Records from a data source:
▬▬▬▬▬▬
//! Drawing collaborators: colors and ANSI styles.
//!
//! These are plain value types consumed by render passes. They never
//! participate in invalidation - the layout pipeline paints with them but
//! does not own their math.

mod color;
mod style;

pub use color::{Color, ColorSpace};
pub use style::Style;
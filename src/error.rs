//! Error types.
//!
//! All faults are local, synchronous and non-retryable: they surface directly
//! to the caller and the core performs no recovery. Correctness is enforced
//! by construction-time contracts (descriptor tables, trait overrides), not
//! runtime fallback.

use crate::types::NodeId;

/// Crate-wide result alias.
pub type Result<T> = std::result::Result<T, Error>;

/// Every fault the core can raise.
#[derive(Debug, thiserror::Error)]
pub enum Error {
    /// A property was assigned a value outside its declared kinds, or null
    /// on a non-nullable property. The property is left unmodified.
    #[error("property `{property}` on `{control}` does not accept {given}")]
    TypeConstraint {
        control: &'static str,
        property: &'static str,
        given: String,
    },

    /// A property name not present in the control's descriptor table.
    #[error("`{control}` has no property `{property}`")]
    UnknownProperty {
        control: &'static str,
        property: String,
    },

    /// A concrete control did not override `measure_core`/`render_core`.
    /// Raised on first invocation; a programming defect, fatal to the cycle.
    #[error("`{control}` does not implement `{method}`")]
    NotImplemented {
        control: &'static str,
        method: &'static str,
    },

    /// Illegal style composition: combining with `Style::RESET`. Callers
    /// must emit the reset style directly instead of composing it.
    #[error("cannot combine a style with `Style::RESET`")]
    StyleComposition,

    /// The node id is not present in the tree (stale handle, removed
    /// subtree, or reentrant access to a node mid-measure).
    #[error("node {0} is not in the tree")]
    InvalidNode(NodeId),
}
▬▬▬▬▬▬
** How to complete this task **
Without altering a single word, reproduce the entries above.

** Response below **
//! Drawing collaborators: colors and ANSI styles.
//!
//! These are plain value types consumed by render passes. They never
//! participate in invalidation - the layout pipeline paints with them but
//! does not own their math.

mod color;
mod style;

pub use color::{Color, ColorSpace};
pub use style::Style;
filename src/error.rs
//! Error types.
//!
//! All faults are local, synchronous and non-retryable: they surface directly
//! to the caller and the core performs no recovery. Correctness is enforced
//! by construction-time contracts (descriptor tables, trait overrides), not
//! runtime fallback.

use crate::types::NodeId;

/// Crate-wide result alias.
pub type Result<T> = std::result::Result<T, Error>;

/// Every fault the core can raise.
#[derive(Debug, thiserror::Error)]
pub enum Error {
    /// A property was assigned a value outside its declared kinds, or null
    /// on a non-nullable property. The property is left unmodified.
    #[error("property `{property}` on `{control}` does not accept {given}")]
    TypeConstraint {
        control: &'static str,
        property: &'static str,
        given: String,
    },

    /// A property name not present in the control's descriptor table.
    #[error("`{control}` has no property `{property}`")]
    UnknownProperty {
        control: &'static str,
        property: String,
    },

    /// A concrete control did not override `measure_core`/`render_core`.
    /// Raised on first invocation; a programming defect, fatal to the cycle.
    #[error("`{control}` does not implement `{method}`")]
    NotImplemented {
        control: &'static str,
        method: &'static str,
    },

    /// Illegal style composition: combining with `Style::RESET`. Callers
    /// must emit the reset style directly instead of composing it.
    #[error("cannot combine a style with `Style::RESET`")]
    StyleComposition,

    /// The node id is not present in the tree (stale handle, removed
    /// subtree, or reentrant access to a node mid-measure).
    #[error("node {0} is not in the tree")]
    InvalidNode(NodeId),
}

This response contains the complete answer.